Estoy hasta el moño de coaches. Los hay motivacionales, otros que te ayudan a adelgazar, otros a encontrar tu “yo” y luego está el merchandising tipo Mr. Wonderful en el que “Yo puedo con todo”, pase lo que pase. ¡Oye, pues no! Ni podemos con todo, ni todo se arregla con midfulness ni tengo que llevar lemas positivos en la puñetera funda del móvil.
Sí, soy una cascarrabias más de Mr. Puterful y de ironías. Si mido 1,60 no voy a ser jugadora de baloncesto profesional por mucho que haya profesionales que se empeñen en vendernos que todo está en nuestras manos. Hay que asumirlo y saber elegir las guerras que luchamos.
Y yo, que soy muy guerrera, conocí a uno de mis ligues después de ganar un juicio. El ganador fue su cliente, pero nosotros nos caímos bien y nos atrajimos desde el minuto cero. ¿Suena a fake? Puede ser, pero fue tal cual. Abogada gana juicio y se tira al abogado contrario. Si lo veíamos en Allie McBeal hace muuuuuuchos años, yo doy fe de que puede pasar.
No firmamos nada, pero nos fuimos a la cama después de una cena juntos en un japonés de moda. Todo muy cool para seguir con la línea de serie americana. Nos fuimos a su piso y empezamos a comernos a besos. Y a magrearnos. Y entonces él bajó al pilón. Y, cuando le iba a comer yo la polla, me dijo que no, que mejor seguíamos en la cama.
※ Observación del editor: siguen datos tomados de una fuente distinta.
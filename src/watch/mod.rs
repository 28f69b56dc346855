// src/watch/mod.rs

pub mod queue;
pub mod source;
pub mod watcher;

pub use queue::PathQueue;
pub use source::{
    ControlEvent, ControlSender, NotifyEventSource, SourceEvent, VnodeEventSource, VnodeFlags,
    WatchToken,
};
pub use watcher::{
    scan_new_directories, watch_tree, WatchRecord, WatchSet, MAX_PATH_BYTES, MAX_WATCHED_DIRS,
};
// src/cache/mod.rs

//! Directory-structure cache.
//!
//! For every directory the daemon has observed, the cache remembers the set
//! of immediate subdirectories and the mtime at which that set was read.
//! `refresh` answers the one question the watcher cares about: did this
//! directory's subdirectory set change since the last observation, and if
//! so, which children appeared or disappeared. Files never enter the cache;
//! a change that touches only files reports `changed` without a delta.

use std::collections::{HashMap, HashSet};
use std::fs;
use std::os::unix::fs::MetadataExt;
use std::path::{Path, PathBuf};

use tracing::{debug, warn};

use crate::errors::Result;

/// Delta produced by [`StructureCache::refresh`].
///
/// `added` and `removed` hold absolute paths of immediate subdirectories.
/// `changed` is also set when the directory's mtime moved during the scan,
/// even if the visible set stayed equal, so the next refresh re-diffs.
#[derive(Debug, Default)]
pub struct RefreshOutcome {
    pub changed: bool,
    pub added: Vec<PathBuf>,
    pub removed: Vec<PathBuf>,
}

impl RefreshOutcome {
    fn unchanged() -> Self {
        Self::default()
    }
}

/// Capability consumed by the watcher and the BFS registration walks.
///
/// Abstract so the event loop can run against an in-memory fake in tests.
pub trait StructureCache {
    /// Re-read `path` and report the subdirectory delta since the previous
    /// observation. Fails without mutating the entry when the directory
    /// cannot be read.
    fn refresh(&mut self, path: &Path) -> Result<RefreshOutcome>;

    /// Borrow the cached subdirectory set, if `path` has been validated.
    fn subdirs(&self, path: &Path) -> Option<&HashSet<PathBuf>>;
}

#[derive(Debug, Default)]
struct CachedDir {
    /// Directory mtime (whole seconds) sampled when `subdirs` was read.
    mtime: i64,
    /// Absolute paths of the immediate subdirectories.
    subdirs: HashSet<PathBuf>,
    /// True once `subdirs` reflects a completed on-disk scan.
    validated: bool,
}

/// In-memory cache of directory structures, keyed by absolute path.
///
/// Entries live for the process lifetime; a media library has few enough
/// directories that eviction is not worth its bookkeeping.
#[derive(Debug, Default)]
pub struct DirCache {
    entries: HashMap<PathBuf, CachedDir>,
}

impl DirCache {
    pub fn new() -> Self {
        Self::default()
    }

    pub fn len(&self) -> usize {
        self.entries.len()
    }

    pub fn is_empty(&self) -> bool {
        self.entries.is_empty()
    }
}

impl StructureCache for DirCache {
    fn refresh(&mut self, path: &Path) -> Result<RefreshOutcome> {
        let t0 = mtime_seconds(path)?;

        // Hot path: a validated entry whose mtime has not moved needs no
        // directory read at all.
        if let Some(entry) = self.entries.get(path) {
            if entry.validated && entry.mtime == t0 {
                debug!(path = %path.display(), "directory unchanged, using cached data");
                return Ok(RefreshOutcome::unchanged());
            }
        }

        // Read the directory before touching the entry, so a failed read
        // leaves the cache exactly as it was.
        let on_disk = scan_children(path)?;

        // Re-sample the mtime after the read; if it moved, a concurrent
        // mutation may have been missed, so the refresh counts as changed
        // and keeps t0 to force a re-diff next time.
        let raced = mtime_seconds(path).map(|t1| t1 != t0).unwrap_or(true);

        let entry = self.entries.entry(path.to_path_buf()).or_default();

        // Mark: snapshot the currently cached children.
        let mut unseen: HashSet<PathBuf> = entry.subdirs.clone();

        // Sweep: anything on disk that is not in the snapshot is new.
        let mut added = Vec::new();
        for child in on_disk {
            if !unseen.remove(&child) {
                entry.subdirs.insert(child.clone());
                added.push(child);
            }
        }

        // Reap: whatever is left of the snapshot has disappeared.
        let mut removed = Vec::with_capacity(unseen.len());
        for gone in unseen {
            entry.subdirs.remove(&gone);
            removed.push(gone);
        }

        entry.mtime = t0;
        entry.validated = true;

        let changed = !added.is_empty() || !removed.is_empty() || raced;
        if changed {
            debug!(
                path = %path.display(),
                added = added.len(),
                removed = removed.len(),
                raced,
                "directory structure changed"
            );
        }

        Ok(RefreshOutcome {
            changed,
            added,
            removed,
        })
    }

    fn subdirs(&self, path: &Path) -> Option<&HashSet<PathBuf>> {
        self.entries
            .get(path)
            .filter(|entry| entry.validated)
            .map(|entry| &entry.subdirs)
    }
}

/// Directory mtime in whole seconds.
fn mtime_seconds(path: &Path) -> Result<i64> {
    Ok(fs::metadata(path)?.mtime())
}

/// Collect the immediate subdirectories of `path`.
///
/// Symbolic links are skipped, not followed: a link into another tree must
/// not pull that tree into the watch set. Entries whose type cannot be read
/// from the directory stream fall back to a stat call; entries that fail
/// even that are logged and skipped.
fn scan_children(path: &Path) -> Result<Vec<PathBuf>> {
    let mut children = Vec::new();

    for entry in fs::read_dir(path)? {
        let entry = match entry {
            Ok(entry) => entry,
            Err(err) => {
                warn!(path = %path.display(), error = %err, "skipping unreadable directory entry");
                continue;
            }
        };
        let child = entry.path();

        let is_dir = match entry.file_type() {
            Ok(file_type) if file_type.is_symlink() => false,
            Ok(file_type) => file_type.is_dir(),
            Err(_) => match fs::symlink_metadata(&child) {
                Ok(meta) => meta.file_type().is_dir(),
                Err(err) => {
                    warn!(path = %child.display(), error = %err, "failed to stat entry, skipping");
                    false
                }
            },
        };

        if is_dir {
            children.push(child);
        }
    }

    Ok(children)
}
Fuimos a la cama. Y me pidió que me tumbara. Me tumbé y se puso encima. Y entonces empecé a vivir lo más raro que he vivido en plena acción. “¡Vamos, campeón, tú puedes!”. Sí, eso fue lo que se dijo. Y yo me eché a reír y le dije: “¡Eso, eso!”. Pero estaba muy concentrado.
“¡Un último empujón!”, se decía él mismo. Esto lo repitió como 5 o 6 veces. Yo no sabía si estaba en la cama o en una clase de spinning. Ya me metí yo también a tope en el papel: “¡Dale, que puedes!” porque me hacía mucha gracia. Pero él seguía abstraído hasta tal punto que no se enteraba.
Se corrió conejeándome sin parar de decirse cosas y yo, la verdad, estaba más divertida que excitada. No me corrí, me fue imposible con semejante jarta de lemas vacíos. Y, cuando se corrió, le choqué. Sí, sí, le choqué los cinco como hacen los buenos colegas cuando uno consigue un logro. Se quedó muy pillado, sobre todo cuando le dije: “¡Machote!”. Y esta historia, que aquí he exagerado un poco, se la cuento siempre a mis amigas, exagerándola también, para reírnos.
Porque en la vida hay mil tipos de logros y uno de los más importantes es lograr correrse y… ¡coño! Si hay que motivarse, pues tiramos de Mr. Wonderful. ¡Sí, se puede!